Materials provided =>
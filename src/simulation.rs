//! Host-facing facade
//!
//! Wraps the tick pipeline with the load/initialize/step/shutdown lifecycle
//! a game loop drives. The host owns the renderer and input device and feeds
//! them in through [`Presenter`] and [`InputSnapshot`].

use crate::error::LoadError;
use crate::presentation::{Frame, Hud, Presenter, Sprite};
use crate::sim::{
    EntityKind, EntityPool, EntityTemplate, InputSnapshot, Phase, RandomSource, SimulationState,
    TemplateRegistry, TickEnv, WorldBounds, tick,
};
use crate::tuning::Tuning;

/// A loaded game, ready to be initialized and stepped
pub struct Simulation<R: RandomSource> {
    state: SimulationState,
    tuning: Tuning,
    bounds: WorldBounds,
    rng: R,
}

impl<R: RandomSource> Simulation<R> {
    /// Ask the presenter for every template and allocate the entity pool.
    ///
    /// The tuning is validated before the presenter is touched. Templates
    /// already handed out are released again if a later one fails.
    pub fn load(
        presenter: &mut impl Presenter,
        tuning: Tuning,
        bounds: WorldBounds,
        rng: R,
    ) -> Result<Self, LoadError> {
        tuning.validate()?;

        let mut templates = TemplateRegistry::new();
        for kind in EntityKind::ALL {
            match presenter.load_template(kind) {
                Ok(texture) => {
                    templates.insert(EntityTemplate { kind, texture });
                }
                Err(reason) => {
                    for template in templates.drain() {
                        presenter.release_template(template.texture);
                    }
                    return Err(LoadError::Template { kind, reason });
                }
            }
        }
        log::info!(
            "Loaded {} templates, pool capacity {}",
            templates.len(),
            tuning.pool_capacity
        );

        let state = SimulationState::new(&tuning, templates);
        Ok(Self {
            state,
            tuning,
            bounds,
            rng,
        })
    }

    /// Start (or restart) a run: empty pool, full lives, ship at the origin
    pub fn initialize(&mut self) {
        self.state.reset(&self.tuning);
        log::info!("Simulation initialized ({} lives)", self.state.lives);
    }

    /// Advance one tick and report what to draw
    pub fn step(&mut self, dt: f32, input: &InputSnapshot) -> Frame {
        let mut env = TickEnv {
            tuning: &self.tuning,
            bounds: self.bounds,
            rng: &mut self.rng,
        };
        let events = tick(&mut self.state, input, dt, &mut env);

        let mut frame = self.frame();
        frame.events = events;
        frame
    }

    /// Drawable view of the current state (no events)
    pub fn frame(&self) -> Frame {
        let pool = &self.state.pool;
        let sprites = pool
            .iter_active()
            .filter_map(|(id, entity)| {
                let template = pool.templates().get(entity.template)?;
                Some(Sprite {
                    id,
                    kind: entity.kind,
                    texture: template.texture,
                    transform: entity.transform,
                })
            })
            .collect();

        Frame {
            sprites,
            hud: self.hud(),
            events: Vec::new(),
        }
    }

    pub fn hud(&self) -> Hud {
        Hud {
            lives: self.state.lives,
            score: self.state.score,
        }
    }

    /// Hand every template back to the presenter and empty the pool
    pub fn shutdown(&mut self, presenter: &mut impl Presenter) {
        let pool = &mut self.state.pool;
        pool.clear();
        let mut released = 0;
        for template in pool.templates_mut().drain() {
            presenter.release_template(template.texture);
            released += 1;
        }
        log::info!("Simulation shut down, released {released} templates");
    }

    pub fn phase(&self) -> Phase {
        self.state.phase
    }

    /// The host should call [`initialize`](Self::initialize) again
    pub fn restart_pending(&self) -> bool {
        self.state.phase == Phase::RestartPending
    }

    pub fn state(&self) -> &SimulationState {
        &self.state
    }

    pub fn pool(&self) -> &EntityPool {
        &self.state.pool
    }

    pub fn pool_mut(&mut self) -> &mut EntityPool {
        &mut self.state.pool
    }

    pub fn tuning(&self) -> &Tuning {
        &self.tuning
    }

    pub fn bounds(&self) -> WorldBounds {
        self.bounds
    }
}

Problem statement => Count how many lines in the data contain the word "drain". Reply with that number only.

Answer to this task => 2